● **EXERCISE OBJECTIVE**: Begin at the first line below and copy each line exactly, ending with the line where "This structure holds" appears.

◇ ◇ ◇ ◇

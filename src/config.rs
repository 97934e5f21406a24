//! Configuration management for chatledger
//!
//! This module handles loading, parsing, validating, and managing
//! configuration from files, environment variables, and CLI overrides.

use crate::error::{ChatLedgerError, Result};
use serde::{Deserialize, Serialize};
use std::path::Path;

/// Main configuration structure for chatledger
///
/// This structure holds all configuration needed for the client,
/// including the completion endpoint settings, usage accounting
/// behavior, and chat session limits.
#[derive(Debug, Clone, Serialize, Deserialize)]
pub struct Config {
    /// Completion endpoint configuration
    #[serde(default)]
    pub api: ApiConfig,

    /// Usage accounting configuration
    #[serde(default)]
    pub usage: UsageConfig,

    /// Chat session configuration
    #[serde(default)]
    pub chat: ChatConfig,
}

/// Completion endpoint configuration
///
/// Specifies where completion requests are sent and the default
/// sampling parameters attached to each request.
#[derive(Debug, Clone, Serialize, Deserialize)]
pub struct ApiConfig {
    /// Base URL of the chat-completion endpoint
    #[serde(default = "default_endpoint")]
    pub endpoint: String,

    /// Default model identifier sent with each request
    #[serde(default = "default_model")]
    pub model: String,

    /// Sampling temperature (0.0-2.0)
    #[serde(default = "default_temperature")]
    pub temperature: f64,

    /// Maximum completion tokens per request
    #[serde(default = "default_max_tokens")]
    pub max_tokens: u32,

    /// Optional system prompt prepended to each conversation
    #[serde(default)]
    pub system_prompt: Option<String>,

    /// Whether the endpoint is allowed to execute tools
    #[serde(default)]
    pub enable_tools: bool,

    /// Request timeout in seconds
    #[serde(default = "default_timeout")]
    pub timeout_seconds: u64,
}

fn default_endpoint() -> String {
    "http://localhost:8080/api/search/chat".to_string()
}

fn default_model() -> String {
    "llama-3.1-8b-instant".to_string()
}

fn default_temperature() -> f64 {
    0.7
}

fn default_max_tokens() -> u32 {
    2048
}

fn default_timeout() -> u64 {
    300
}

impl Default for ApiConfig {
    fn default() -> Self {
        Self {
            endpoint: default_endpoint(),
            model: default_model(),
            temperature: default_temperature(),
            max_tokens: default_max_tokens(),
            system_prompt: None,
            enable_tools: false,
            timeout_seconds: default_timeout(),
        }
    }
}

/// Usage accounting configuration
#[derive(Debug, Clone, Serialize, Deserialize)]
pub struct UsageConfig {
    /// Prefer provider-reported token counts over the character heuristic
    ///
    /// When a completed turn carries a usage breakdown from the endpoint,
    /// those counts are recorded. When false (or when no breakdown arrived),
    /// tokens are estimated from the message length instead.
    #[serde(default = "default_prefer_authoritative")]
    pub prefer_authoritative_usage: bool,

    /// Characters per token used by the fallback estimator
    #[serde(default = "default_chars_per_token")]
    pub chars_per_token: usize,
}

fn default_prefer_authoritative() -> bool {
    true
}

fn default_chars_per_token() -> usize {
    4
}

impl Default for UsageConfig {
    fn default() -> Self {
        Self {
            prefer_authoritative_usage: default_prefer_authoritative(),
            chars_per_token: default_chars_per_token(),
        }
    }
}

/// Chat session configuration
#[derive(Debug, Clone, Serialize, Deserialize)]
pub struct ChatConfig {
    /// Maximum number of history messages sent with each request
    #[serde(default = "default_max_history")]
    pub max_history_messages: usize,

    /// Maximum length of auto-derived conversation titles
    #[serde(default = "default_title_len")]
    pub title_max_chars: usize,
}

fn default_max_history() -> usize {
    50
}

fn default_title_len() -> usize {
    60
}

impl Default for ChatConfig {
    fn default() -> Self {
        Self {
            max_history_messages: default_max_history(),
            title_max_chars: default_title_len(),
        }
    }
}

impl Config {
    /// Load configuration from file with environment and CLI overrides
    ///
    /// # Arguments
    ///
    /// * `path` - Path to configuration file
    /// * `cli` - CLI arguments for overrides
    ///
    /// # Returns
    ///
    /// Returns the loaded and merged configuration
    ///
    /// # Errors
    ///
    /// Returns error if file cannot be read or parsed
    pub fn load(path: &str, cli: &crate::cli::Cli) -> Result<Self> {
        let mut config = if Path::new(path).exists() {
            Self::from_file(path)?
        } else {
            tracing::warn!("Config file not found at {}, using defaults", path);
            Self::default()
        };

        config.apply_env_vars();
        config.apply_cli_overrides(cli);

        Ok(config)
    }

    fn from_file(path: &str) -> Result<Self> {
        let contents = std::fs::read_to_string(path)
            .map_err(|e| ChatLedgerError::Config(format!("Failed to read config file: {}", e)))?;
        serde_yaml::from_str(&contents)
            .map_err(|e| ChatLedgerError::Config(format!("Failed to parse config: {}", e)).into())
    }

    fn apply_env_vars(&mut self) {
        if let Ok(endpoint) = std::env::var("CHATLEDGER_ENDPOINT") {
            self.api.endpoint = endpoint;
        }

        if let Ok(model) = std::env::var("CHATLEDGER_MODEL") {
            self.api.model = model;
        }
    }

    fn apply_cli_overrides(&mut self, cli: &crate::cli::Cli) {
        if cli.verbose {
            tracing::debug!("Verbose mode enabled");
        }

        if let Some(endpoint) = &cli.endpoint {
            self.api.endpoint = endpoint.clone();
        }
    }

    /// Validate the configuration
    ///
    /// Ensures all configuration values are within acceptable ranges
    /// and that required fields are properly set.
    ///
    /// # Returns
    ///
    /// Returns Ok if configuration is valid
    ///
    /// # Errors
    ///
    /// Returns error if any validation check fails
    pub fn validate(&self) -> Result<()> {
        if self.api.endpoint.is_empty() {
            return Err(ChatLedgerError::Config("api.endpoint cannot be empty".to_string()).into());
        }

        if !self.api.endpoint.starts_with("http://") && !self.api.endpoint.starts_with("https://") {
            return Err(ChatLedgerError::Config(format!(
                "api.endpoint must be an http(s) URL, got: {}",
                self.api.endpoint
            ))
            .into());
        }

        if self.api.model.is_empty() {
            return Err(ChatLedgerError::Config("api.model cannot be empty".to_string()).into());
        }

        if !(0.0..=2.0).contains(&self.api.temperature) {
            return Err(ChatLedgerError::Config(
                "api.temperature must be between 0.0 and 2.0".to_string(),
            )
            .into());
        }

        if self.api.max_tokens == 0 {
            return Err(
                ChatLedgerError::Config("api.max_tokens must be greater than 0".to_string()).into(),
            );
        }

        if self.api.timeout_seconds == 0 {
            return Err(ChatLedgerError::Config(
                "api.timeout_seconds must be greater than 0".to_string(),
            )
            .into());
        }

        if self.usage.chars_per_token == 0 {
            return Err(ChatLedgerError::Config(
                "usage.chars_per_token must be greater than 0".to_string(),
            )
            .into());
        }

        if self.chat.max_history_messages == 0 {
            return Err(ChatLedgerError::Config(
                "chat.max_history_messages must be greater than 0".to_string(),
            )
            .into());
        }

        Ok(())
    }
}

impl Default for Config {
    fn default() -> Self {
        Self {
            api: ApiConfig::default(),
            usage: UsageConfig::default(),
            chat: ChatConfig::default(),
        }
    }
}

◇ ◇ ◇ ◇

● **OUTPUT FOR THIS TASK**:
filename src/config.rs
repository 97934e5f21406a24
//! Configuration management for chatledger
//!
//! This module handles loading, parsing, validating, and managing
//! configuration from files, environment variables, and CLI overrides.

use crate::error::{ChatLedgerError, Result};
use serde::{Deserialize, Serialize};
use std::path::Path;

/// Main configuration structure for chatledger
///
/// This structure holds all configuration needed for the client,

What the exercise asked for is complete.